Rien ne va plus pour les Italiens côté santé. Les coupes budgétaires introduites par le gouvernement Berlusconi puis l’exécutif de technocrates de Mario Monti pour redresser les comptes publics en pleine déliquescence, ont paralysé le secteur de la santé publique. La diminution des services et les listes d’attente interminables poussent les Italiens à porter plainte devant le Tribunal des droits du malade, une instance crée en 1980 pour représenter les patients et les citoyens italiens.
Dans un rapport intitulé « Moins de santé pour tous, la réforme insidieuse », le tribunal pour les droits du malade dresse un état des lieux inquiétant. Les coupes budgétaires ayant entraîné la fermeture de nombreux services ou hôpitaux et la réduction du nombre de lits et de personnel, les Italiens ont du mal à se faire hospitaliser.
Autre problème : les listes d’attente interminables et les erreurs présumées de diagnostic de plus en plus fréquentes. Par rapport à 2011, le délai des listes d’attente a augmenté de deux à trois mois. Pour une mammographie par exemple, le délai d’attente est en moyenne de treize mois. Le scénario est identique pour les visites en ophtalmologie, en oncologie et en cardiologie.
Hausse de 24 % des plaintes
« Pour effectuer une coloscopie, les patients doivent attendre en moyenne huit mois et sept à huit mois pour une visite en oncologie. Du coup, de plus en plus de malades renoncent aux soins et aux visites spécialisées sauf en cas d’urgence », dénonce Tonino Aceti, coordinateur du Tribunal des droits du malade. En cas d’urgence, cela veut dire se retourner vers les urgences pour gagner du temps.
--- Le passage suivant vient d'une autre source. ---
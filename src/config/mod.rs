mod logging;
pub use logging::init_logging;

use rust_decimal::Decimal;
use rust_decimal_macros::dec;

/// Router options, threaded explicitly through constructors. Nothing in the
/// core reads ambient global state.
#[derive(Debug, Clone)]
pub struct RouterConfig {
    /// Pool ids searched before everything else, in the given order.
    pub preferred_pool_ids: Vec<u64>,
    /// Hop bound for a single route.
    pub max_pools_per_route: usize,
    /// Bound on accepted candidate routes per search.
    pub max_routes: usize,
    /// Bound on routes participating in a split; zero disables splits.
    pub max_split_routes: usize,
    /// Number of discretized allocation units for the split optimizer.
    pub max_split_iterations: usize,
    /// Liquidity capitalization floor, applied by the snapshot collaborator
    /// when materializing pools, not by the routing core.
    pub min_liquidity_cap: u128,
    /// Serve and persist candidate routes through the in-process cache.
    pub route_cache_enabled: bool,
    /// Restart the path from empty when an intermediate hop produces the
    /// original token in denom again.
    pub path_reset_on_token_in_cycle: bool,
    /// Fallback taker fee for denom pairs without an explicit entry.
    pub default_taker_fee: Decimal,
}

impl Default for RouterConfig {
    fn default() -> Self {
        Self {
            preferred_pool_ids: Vec::new(),
            max_pools_per_route: 4,
            max_routes: 20,
            max_split_routes: 3,
            max_split_iterations: 10,
            min_liquidity_cap: 0,
            route_cache_enabled: true,
            path_reset_on_token_in_cycle: true,
            default_taker_fee: dec!(0.001),
        }
    }
}

pub fn load_config() -> RouterConfig {
    dotenv::dotenv().ok();

    let defaults = RouterConfig::default();

    let preferred_pool_ids = std::env::var("ROUTER_PREFERRED_POOL_IDS")
        .map(|raw| {
            raw.split(',')
                .filter(|part| !part.trim().is_empty())
                .map(|part| {
                    part.trim()
                        .parse()
                        .expect("Invalid ROUTER_PREFERRED_POOL_IDS")
                })
                .collect()
        })
        .unwrap_or(defaults.preferred_pool_ids);

    let max_pools_per_route = env_usize("ROUTER_MAX_POOLS_PER_ROUTE", defaults.max_pools_per_route);
    let max_routes = env_usize("ROUTER_MAX_ROUTES", defaults.max_routes);
    let max_split_routes = env_usize("ROUTER_MAX_SPLIT_ROUTES", defaults.max_split_routes);
    let max_split_iterations =
        env_usize("ROUTER_MAX_SPLIT_ITERATIONS", defaults.max_split_iterations);

    let min_liquidity_cap: u128 = std::env::var("ROUTER_MIN_LIQUIDITY_CAP")
        .map(|raw| raw.parse().expect("Invalid ROUTER_MIN_LIQUIDITY_CAP"))
        .unwrap_or(defaults.min_liquidity_cap);

    let route_cache_enabled = env_bool("ROUTER_ROUTE_CACHE_ENABLED", defaults.route_cache_enabled);
    let path_reset_on_token_in_cycle = env_bool(
        "ROUTER_PATH_RESET_ON_TOKEN_IN_CYCLE",
        defaults.path_reset_on_token_in_cycle,
    );

    let default_taker_fee: Decimal = std::env::var("ROUTER_DEFAULT_TAKER_FEE")
        .map(|raw| raw.parse().expect("Invalid ROUTER_DEFAULT_TAKER_FEE"))
        .unwrap_or(defaults.default_taker_fee);

    // The search and split bounds terminate the algorithms; they must be
    // meaningful before any quote computation starts.
    assert!(
        max_pools_per_route > 0,
        "ROUTER_MAX_POOLS_PER_ROUTE must be > 0"
    );
    assert!(max_routes > 0, "ROUTER_MAX_ROUTES must be > 0");
    assert!(
        max_split_iterations > 1,
        "ROUTER_MAX_SPLIT_ITERATIONS must be > 1"
    );
    assert!(
        default_taker_fee >= Decimal::ZERO && default_taker_fee < Decimal::ONE,
        "ROUTER_DEFAULT_TAKER_FEE must be in [0, 1)"
    );

    RouterConfig {
        preferred_pool_ids,
        max_pools_per_route,
        max_routes,
        max_split_routes,
        max_split_iterations,
        min_liquidity_cap,
        route_cache_enabled,
        path_reset_on_token_in_cycle,
        default_taker_fee,
    }
}

fn env_usize(name: &str, default: usize) -> usize {
    std::env::var(name)
        .map(|raw| raw.parse().unwrap_or_else(|_| panic!("Invalid {name}")))
        .unwrap_or(default)
}

fn env_bool(name: &str, default: bool) -> bool {
    std::env::var(name)
        .map(|raw| raw.parse().unwrap_or_else(|_| panic!("Invalid {name}")))
        .unwrap_or(default)
}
« Nous sommes de plus en plus submergés par des patients qui décident de venir aux urgences pour contourner le parcours à obstacles des listes d’attente », confie l’urgentiste Marco Macrì. Pris dans l’étau d’une situation désormais insoutenable, les patients tentent de faire avancer les choses en se retournant vers le tribunal des droits du malade. « L’an dernier, le nombre de plaintes dénonçant les listes d’attente interminables a augmenté de 24 % », note Valeria Fava, consultante du tribunal.
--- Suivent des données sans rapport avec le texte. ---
use std::collections::BTreeMap;
use std::sync::Arc;

use rust_decimal::Decimal;

use crate::errors::{RouterError, RouterResult};
use crate::models::pool::{PoolKind, PoolSnapshot};
use crate::models::token::TokenAmount;

use super::{math, RoutablePool};

/// Routable view of a constant-function pool. Delegates the curve itself to
/// the constant-product primitive over the pool's live reserves.
#[derive(Debug, Clone)]
pub struct RoutableConstantFunctionPool {
    snapshot: Arc<PoolSnapshot>,
    token_out_denom: String,
    taker_fee: Decimal,
}

impl RoutableConstantFunctionPool {
    pub fn new(snapshot: Arc<PoolSnapshot>, token_out_denom: String, taker_fee: Decimal) -> Self {
        Self {
            snapshot,
            token_out_denom,
            taker_fee,
        }
    }
}

impl RoutablePool for RoutableConstantFunctionPool {
    fn id(&self) -> u64 {
        self.snapshot.id
    }

    fn kind(&self) -> PoolKind {
        PoolKind::ConstantFunction
    }

    fn denoms(&self) -> &[String] {
        &self.snapshot.denoms
    }

    fn token_out_denom(&self) -> &str {
        &self.token_out_denom
    }

    fn spread_factor(&self) -> Decimal {
        self.snapshot.spread_factor
    }

    fn taker_fee(&self) -> Decimal {
        self.taker_fee
    }

    fn balances(&self) -> &BTreeMap<String, u128> {
        &self.snapshot.balances
    }

    fn calculate_token_out_by_token_in(&self, token_in: &TokenAmount) -> RouterResult<TokenAmount> {
        if !self.snapshot.has_denom(&token_in.denom) {
            return Err(RouterError::DenomNotInPool {
                pool_id: self.snapshot.id,
                denom: token_in.denom.clone(),
            });
        }
        if token_in.denom == self.token_out_denom {
            return Err(RouterError::TokenOutMatchesTokenIn {
                denom: token_in.denom.clone(),
            });
        }

        let balance_in = self.snapshot.balance_of(&token_in.denom);
        let balance_out = self.snapshot.balance_of(&self.token_out_denom);
        if balance_in == 0 || balance_out == 0 {
            return Err(RouterError::EmptyPoolReserves {
                pool_id: self.snapshot.id,
            });
        }

        let amount_out = math::constant_product_out(
            math::dec_from_amount(balance_in)?,
            math::dec_from_amount(balance_out)?,
            math::dec_from_amount(token_in.amount)?,
            self.snapshot.spread_factor,
        );

        Ok(TokenAmount::new(
            self.token_out_denom.clone(),
            math::amount_from_dec(amount_out),
        ))
    }
}

#[cfg(test)]
mod tests {
    use rust_decimal_macros::dec;

    use super::*;

    fn pool(spread_factor: Decimal) -> RoutableConstantFunctionPool {
        let snapshot = Arc::new(
            PoolSnapshot::new(
                1,
                PoolKind::ConstantFunction,
                vec!["uatom".to_string(), "uosmo".to_string()],
            )
            .with_balance("uatom", 1_000_000_000)
            .with_balance("uosmo", 2_000_000_000)
            .with_spread_factor(spread_factor),
        );
        RoutableConstantFunctionPool::new(snapshot, "uosmo".to_string(), dec!(0.001))
    }

    #[test]
    fn swap_output_matches_constant_product_curve() {
        let out = pool(Decimal::ZERO)
            .calculate_token_out_by_token_in(&TokenAmount::new("uatom", 1_000_000))
            .unwrap();
        // 2e9 * 1e6 / (1e9 + 1e6) = 1998001.998..., truncated down.
        assert_eq!(out, TokenAmount::new("uosmo", 1_998_001));
    }

    #[test]
    fn spread_factor_reduces_output() {
        let no_fee = pool(Decimal::ZERO)
            .calculate_token_out_by_token_in(&TokenAmount::new("uatom", 1_000_000))
            .unwrap();
        let with_fee = pool(dec!(0.01))
            .calculate_token_out_by_token_in(&TokenAmount::new("uatom", 1_000_000))
            .unwrap();
        assert!(with_fee.amount < no_fee.amount);
        assert!(with_fee.amount > 0);
    }

    #[test]
    fn unknown_denom_is_rejected() {
        let err = pool(Decimal::ZERO)
            .calculate_token_out_by_token_in(&TokenAmount::new("uion", 100))
            .unwrap_err();
        assert_eq!(
            err,
            RouterError::DenomNotInPool {
                pool_id: 1,
                denom: "uion".to_string()
            }
        );
    }

    #[test]
    fn empty_reserves_are_rejected() {
        let snapshot = Arc::new(PoolSnapshot::new(
            9,
            PoolKind::ConstantFunction,
            vec!["uatom".to_string(), "uosmo".to_string()],
        ));
        let pool = RoutableConstantFunctionPool::new(snapshot, "uosmo".to_string(), Decimal::ZERO);
        let err = pool
            .calculate_token_out_by_token_in(&TokenAmount::new("uatom", 100))
            .unwrap_err();
        assert_eq!(err, RouterError::EmptyPoolReserves { pool_id: 9 });
    }
}
use thiserror::Error;

use crate::models::pool::PoolKind;

/// Error taxonomy for the routing core.
///
/// Structural variants indicate an implementation bug and always propagate.
/// Domain variants are returned to the immediate caller of a pool simulation;
/// the split optimizer absorbs them as zero output for the failing allocation.
#[derive(Debug, Clone, PartialEq, Eq, Error)]
pub enum RouterError {
    #[error("sorted pools length ({sorted_pools}) does not match pools used length ({pools_used})")]
    SortedPoolsAndPoolsUsedLengthMismatch {
        sorted_pools: usize,
        pools_used: usize,
    },

    #[error("route has more pools ({pools_in_route}) than the sorted pool set ({sorted_pools})")]
    SortedPoolsAndPoolsInRouteLengthMismatch {
        sorted_pools: usize,
        pools_in_route: usize,
    },

    #[error("route {route_index} has no pools")]
    NoPoolsInRoute { route_index: usize },

    #[error("previous token out denom {previous_token_out_denom} not found in pool {pool_id} of route {route_index}")]
    PreviousTokenOutNotInPool {
        route_index: usize,
        pool_id: u64,
        previous_token_out_denom: String,
    },

    #[error("token out denom {token_out_denom} not found in pool {pool_id} of route {route_index}")]
    CurrentTokenOutNotInPool {
        route_index: usize,
        pool_id: u64,
        token_out_denom: String,
    },

    #[error("final token out denom mismatch between routes ({token_out_a} vs {token_out_b})")]
    TokenOutMismatchBetweenRoutes {
        token_out_a: String,
        token_out_b: String,
    },

    #[error("token out denom {denom} matches token in denom")]
    TokenOutMatchesTokenIn { denom: String },

    #[error("route {route_index} carries token in denom in intermediary pool {pool_id}")]
    RoutePoolWithTokenInDenom { route_index: usize, pool_id: u64 },

    #[error("route {route_index} carries final token out denom in intermediary pool {pool_id}")]
    RoutePoolWithTokenOutDenom { route_index: usize, pool_id: u64 },

    #[error("pool {pool_id} appears more than once in route {route_index}")]
    DuplicatePoolInRoute { route_index: usize, pool_id: u64 },

    #[error("no routes were provided")]
    NoRoutesProvided,

    #[error("no route produced a quote")]
    NoQuotableRoutes,

    #[error("best we can do is no tokens out")]
    NoTokensOut,

    #[error("pool {pool_id} not found")]
    PoolNotFound { pool_id: u64 },

    #[error("custom route pool {pool_id} at position {position} shares no denom with the next pool")]
    CustomRouteNotConnected { position: usize, pool_id: u64 },

    #[error("custom route over pools {pool_ids:?} is not a valid route")]
    CustomRouteInvalid { pool_ids: Vec<u64> },

    #[error("route cache is disabled")]
    RouteCacheDisabled,

    #[error("denom {denom} not found in pool {pool_id}")]
    DenomNotInPool { pool_id: u64, denom: String },

    #[error("pool {pool_id} has empty reserves")]
    EmptyPoolReserves { pool_id: u64 },

    #[error("pool type {kind} of pool {pool_id} does not support routing")]
    UnsupportedPoolType { pool_id: u64, kind: PoolKind },

    #[error("pool {pool_id} is a serialized result pool and does not support swap simulation")]
    SwapNotSupported { pool_id: u64 },

    #[error("transmuter pool {pool_id} has insufficient balance of {denom}: {balance} < {amount}")]
    TransmuterInsufficientBalance {
        pool_id: u64,
        denom: String,
        balance: u128,
        amount: u128,
    },

    #[error("concentrated pool {pool_id} has no tick model")]
    ConcentratedNoTickModel { pool_id: u64 },

    #[error("concentrated pool {pool_id} has no liquidity")]
    ConcentratedNoLiquidity { pool_id: u64 },

    #[error("concentrated pool {pool_id} current bucket index {bucket_index} is outside {total_buckets} buckets")]
    ConcentratedCurrentBucketOutOfRange {
        pool_id: u64,
        bucket_index: i64,
        total_buckets: usize,
    },

    #[error("concentrated pool {pool_id} current tick {current_tick} is outside bucket [{lower_tick}, {upper_tick})")]
    ConcentratedTickAndBucketMismatch {
        pool_id: u64,
        current_tick: i64,
        lower_tick: i64,
        upper_tick: i64,
    },

    #[error("concentrated pool {pool_id} has a zero current sqrt price")]
    ConcentratedZeroCurrentSqrtPrice { pool_id: u64 },

    #[error("concentrated pool {pool_id} has insufficient liquidity to swap {amount_in}")]
    ConcentratedInsufficientLiquidity { pool_id: u64, amount_in: u128 },

    #[error("tick {tick} is outside the supported tick range")]
    TickOutOfRange { tick: i64 },

    #[error("amount {amount} exceeds the representable fixed-point range")]
    AmountOutOfRange { amount: u128 },

    #[error("taker fee not found for denom pair ({denom0}, {denom1})")]
    TakerFeeNotFound { denom0: String, denom1: String },

    #[error("max split iterations must be at least 2, was {value}")]
    MaxSplitIterationsTooLow { value: usize },

    #[error("split route has mismatched zero amounts (in: {amount_in}, out: {amount_out})")]
    SplitInvariantViolation { amount_in: u128, amount_out: u128 },

    #[error("quote computation exceeded the {timeout_ms}ms deadline")]
    QuoteTimeout { timeout_ms: u64 },

    #[error("internal error: {message}")]
    Internal { message: String },
}

pub type RouterResult<T> = Result<T, RouterError>;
Autre problème : les conditions des structures sanitaires. « Le nombre de plaintes concernant l’état obsolète des structures sanitaires, les appareils qui ne fonctionnent pas, les conditions hygiéniques désastreuses ont augmenté l’an dernier », souligne par ailleurs Valeria Fava. Sans parler, ajoute cette consultante, du manque d’attention du personnel sanitaire envers les malades. « De plus en plus d’opérateurs sanitaires sont démotivés par les coupes budgétaires et leurs retombées en terme de conditions d’emploi. Certes ce n’est pas une excuse mais les services et notamment les urgences sont débordés. Le manque d’argent bloque les recrutements », déclare une blouse blanche sous couvert d’anonymat.
Suspicion d’erreurs de diagnostic
Quant aux erreurs de diagnostics réelles ou présumées, là encore le bât blesse. L’an dernier, plus de 17,7 % des plaintes enregistrées concernaient des demandes d’information ou d’assistance face à une possible erreur de diagnostic. La plupart des plaintes concernent l’oncologie, l’orthopédie et la gynécologie. « Pour se protéger, de plus en plus de médecins prescrivent des examens souvent inutiles qui plombent un peu plus le budget de la santé publique », explique Marco Macrì...
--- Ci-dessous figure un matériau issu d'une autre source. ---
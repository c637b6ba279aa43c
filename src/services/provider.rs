use std::collections::BTreeMap;
use std::sync::{Arc, RwLock};

use rust_decimal::Decimal;
use tracing::info;

use crate::errors::{RouterError, RouterResult};
use crate::models::fees::TakerFeeMap;
use crate::models::pool::PoolSnapshot;
use crate::models::tick::TickModel;

/// Boundary to the pool-snapshot collaborator. Everything behind it is
/// already resident when a quote computation starts; none of these calls
/// perform I/O from the router's perspective.
pub trait PoolProvider: Send + Sync {
    /// Ordered pool snapshot for one request, read-only.
    fn get_all_pools(&self) -> Vec<Arc<PoolSnapshot>>;

    /// Tick models for the given pools, fetched lazily and only for
    /// concentrated-liquidity pools appearing on a hydrated route.
    fn get_tick_models(&self, pool_ids: &[u64]) -> BTreeMap<u64, TickModel>;

    fn get_all_taker_fees(&self) -> TakerFeeMap;

    /// Strict lookup without the default fallback; a missing pair is a named
    /// error.
    fn get_taker_fee(&self, denom0: &str, denom1: &str) -> RouterResult<Decimal>;
}

struct StoreInner {
    block_height: u64,
    pools: Vec<Arc<PoolSnapshot>>,
    tick_models: BTreeMap<u64, TickModel>,
    taker_fees: TakerFeeMap,
}

/// Reference in-memory implementation of the provider boundary. The
/// ingestion side replaces the whole snapshot once per block; quote
/// computations running concurrently keep their `Arc` handles to the
/// previous snapshot untouched.
pub struct InMemoryPoolStore {
    min_liquidity_cap: u128,
    inner: RwLock<StoreInner>,
}

impl InMemoryPoolStore {
    pub fn new(min_liquidity_cap: u128) -> Self {
        Self {
            min_liquidity_cap,
            inner: RwLock::new(StoreInner {
                block_height: 0,
                pools: Vec::new(),
                tick_models: BTreeMap::new(),
                taker_fees: TakerFeeMap::new(),
            }),
        }
    }

    /// Replaces the resident snapshot with the given block's state. Pools
    /// below the liquidity cap floor are dropped here, at the collaborator
    /// boundary; pools carrying a cap-estimation error are kept, the error
    /// is advisory.
    pub fn apply_block(
        &self,
        block_height: u64,
        pools: Vec<PoolSnapshot>,
        tick_models: BTreeMap<u64, TickModel>,
        taker_fees: TakerFeeMap,
    ) {
        let total = pools.len();
        let kept: Vec<Arc<PoolSnapshot>> = pools
            .into_iter()
            .filter(|pool| pool.liquidity_cap >= self.min_liquidity_cap)
            .map(Arc::new)
            .collect();

        info!(
            block_height,
            total_pools = total,
            kept_pools = kept.len(),
            taker_fees = taker_fees.len(),
            "applied pool snapshot"
        );

        let mut inner = self.inner.write().unwrap();
        *inner = StoreInner {
            block_height,
            pools: kept,
            tick_models,
            taker_fees,
        };
    }

    pub fn block_height(&self) -> u64 {
        self.inner.read().unwrap().block_height
    }

    pub fn total_pools(&self) -> usize {
        self.inner.read().unwrap().pools.len()
    }
}

impl PoolProvider for InMemoryPoolStore {
    fn get_all_pools(&self) -> Vec<Arc<PoolSnapshot>> {
        self.inner.read().unwrap().pools.clone()
    }

    fn get_tick_models(&self, pool_ids: &[u64]) -> BTreeMap<u64, TickModel> {
        let inner = self.inner.read().unwrap();
        pool_ids
            .iter()
            .filter_map(|id| inner.tick_models.get(id).map(|model| (*id, model.clone())))
            .collect()
    }

    fn get_all_taker_fees(&self) -> TakerFeeMap {
        self.inner.read().unwrap().taker_fees.clone()
    }

    fn get_taker_fee(&self, denom0: &str, denom1: &str) -> RouterResult<Decimal> {
        self.inner
            .read()
            .unwrap()
            .taker_fees
            .get(denom0, denom1)
            .ok_or_else(|| RouterError::TakerFeeNotFound {
                denom0: denom0.to_string(),
                denom1: denom1.to_string(),
            })
    }
}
Dans son rapport, le tribunal souligne aussi les lenteurs de la bureaucratie qui pénalise les patients en quête d’un certificat d’exemption pour invalidité ou maladie grave. Après avoir débusqué des centaines de fraudeurs durant les deux dernières années, la Sécurité sociale, qui a redoublé ses précautions, préfère prendre son temps pour éviter de nouveaux dérapages en termes de générosité inappropriée.
Alors que faire pour éteindre les feux de détresse de la Santé ? « En finir avec les coupes. La réforme insidieuse mise en place par les derniers gouvernements sans consulter les opérateurs de secteur, les associations de malade et le tribunal détruit petit à petit le système de santé. Les responsables politiques doivent comprendre que la politique basée sur des réductions de budget mine la santé des patients et met leur vie en danger », s’énerve Tonino Aceti. La balle est dans le camp du ministre de la Santé du gouvernement d’unité nationale Beatrice Lorenzin.